The article is addressed to VP-level and CMO-level content leaders, and it treats editorial judgment as a strategic asset rather than a production function. When AI writes the first draft, the scarce resource is not words — it is the ability to evaluate those words against the brand’s actual purpose, audience expectations, and long-term positioning.
Soto defines taste in operational terms: “the ability to consistently distinguish what fits from what doesn’t.” This is not aesthetic preference. It is the informed application of principles — about audience, about credibility, about what the brand is actually trying to accomplish — to individual decisions about whether a piece of content meets the bar or does not. A content leader with good taste makes that call quickly and consistently. A content process without it produces volume that is individually acceptable and collectively incoherent.
The practical recommendations are specific. First, build an internal reference set: a curated collection of the team’s best-performing content, annotated with the factors that made each piece effective. This gives new team members and AI tools a concrete target rather than abstract brand guidelines. Second, establish two or three editorial principles that are flexible enough to apply across formats — principles about clarity, specificity, or the kind of claim the brand makes — rather than rigid checklists that produce compliant but predictable work. Third, present data showing which content drives disproportionate results. When a fraction of output accounts for most of the impact, the argument for reducing overall volume and raising the bar on individual pieces becomes easier to make to stakeholders who measure success by quantity.

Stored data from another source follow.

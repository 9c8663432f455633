use serde::{Deserialize, Serialize};
use std::collections::BTreeMap;

use crate::db::{NewColgado, RackCounts};

pub const REQUIRED: &str = "Este campo es obligatorio.";
pub const NOT_AN_INTEGER: &str = "No es un numero entero valido.";
pub const TOO_LONG: &str = "No puede tener mas de 250 caracteres.";
pub const BAD_CSRF: &str = "El formulario expiro, intente de nuevo.";
pub const PART_NO_MAX_LEN: usize = 250;

pub const ADD_FIELDS: &[&str] = &["part_key", "part_no", "pieza_rack", "rack_eslabon"];
pub const EDIT_FIELDS: &[&str] = &["pieza_rack", "rack_eslabon"];

/// Messages per field name, in a stable order for rendering.
pub type FieldErrors = BTreeMap<&'static str, Vec<String>>;

/// `errors` with an entry (possibly empty) for every field the template shows.
pub fn errors_for_template(fields: &[&'static str], mut errors: FieldErrors) -> FieldErrors {
    for field in fields {
        errors.entry(*field).or_default();
    }
    errors
}

#[derive(Debug, Clone, Default, Deserialize)]
pub struct RegisterForm {
    #[serde(default)]
    pub email: String,
    #[serde(default)]
    pub password: String,
    #[serde(default)]
    pub name: String,
}

impl RegisterForm {
    /// Trimmed email and name; `None` if any field is blank.
    pub fn normalized(self) -> Option<Self> {
        let email = self.email.trim().to_string();
        let name = self.name.trim().to_string();
        if email.is_empty() || name.is_empty() || self.password.is_empty() {
            return None;
        }
        Some(Self {
            email,
            password: self.password,
            name,
        })
    }
}

#[derive(Debug, Clone, Default, Deserialize)]
pub struct LoginForm {
    #[serde(default)]
    pub email: String,
    #[serde(default)]
    pub password: String,
}

/// Raw values of the "add Colgado" form, kept as submitted so a rejected
/// form can be shown again.
#[derive(Debug, Clone, Default, Serialize, Deserialize)]
pub struct AddForm {
    #[serde(default)]
    pub part_key: String,
    #[serde(default)]
    pub part_no: String,
    #[serde(default)]
    pub pieza_rack: String,
    #[serde(default)]
    pub rack_eslabon: String,
    #[serde(default, skip_serializing)]
    pub csrf_token: String,
}

impl AddForm {
    pub fn validate(&self) -> Result<NewColgado, FieldErrors> {
        let mut errors = FieldErrors::new();
        let part_key = integer_field("part_key", &self.part_key, &mut errors);
        let part_no = text_field("part_no", &self.part_no, PART_NO_MAX_LEN, &mut errors);
        let pieza_rack = integer_field("pieza_rack", &self.pieza_rack, &mut errors);
        let rack_eslabon = integer_field("rack_eslabon", &self.rack_eslabon, &mut errors);

        match (part_key, part_no, pieza_rack, rack_eslabon) {
            (Some(part_key), Some(part_no), Some(pieza_rack), Some(rack_eslabon))
                if errors.is_empty() =>
            {
                Ok(NewColgado {
                    part_key,
                    part_no,
                    pieza_rack,
                    rack_eslabon,
                })
            }
            _ => Err(errors),
        }
    }
}

/// Body of `POST /edit`.
#[derive(Debug, Clone, Default, Serialize, Deserialize)]
pub struct EditForm {
    pub id: i64,
    #[serde(default)]
    pub pieza_rack: String,
    #[serde(default)]
    pub rack_eslabon: String,
}

impl EditForm {
    pub fn validate(&self) -> Result<RackCounts, FieldErrors> {
        let mut errors = FieldErrors::new();
        let pieza_rack = integer_field("pieza_rack", &self.pieza_rack, &mut errors);
        let rack_eslabon = integer_field("rack_eslabon", &self.rack_eslabon, &mut errors);
        match (pieza_rack, rack_eslabon) {
            (Some(pieza_rack), Some(rack_eslabon)) => Ok(RackCounts {
                pieza_rack,
                rack_eslabon,
            }),
            _ => Err(errors),
        }
    }
}

fn integer_field(name: &'static str, raw: &str, errors: &mut FieldErrors) -> Option<i64> {
    let raw = raw.trim();
    if raw.is_empty() {
        errors.entry(name).or_default().push(REQUIRED.to_string());
        return None;
    }
    match raw.parse::<i64>() {
        Ok(v) => Some(v),
        Err(_) => {
            errors
                .entry(name)
                .or_default()
                .push(NOT_AN_INTEGER.to_string());
            None
        }
    }
}

fn text_field(
    name: &'static str,
    raw: &str,
    max_len: usize,
    errors: &mut FieldErrors,
) -> Option<String> {
    let raw = raw.trim();
    if raw.is_empty() {
        errors.entry(name).or_default().push(REQUIRED.to_string());
        return None;
    }
    if raw.chars().count() > max_len {
        errors.entry(name).or_default().push(TOO_LONG.to_string());
        return None;
    }
    Some(raw.to_string())
}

On the question of timing, Soto estimates one quarter to see measurable improvement after shifting from quantity-focused to judgment-based content decisions. The lag is real because the effects of reducing low-quality output — improved signal-to-noise for audiences, reduced brand dilution — take time to appear in metrics that leadership tracks.
This article is most useful for content leaders who are responsible for defining what good looks like inside their organization, particularly those managing teams that have recently adopted AI writing tools and are seeing output volume increase without a corresponding increase in content quality.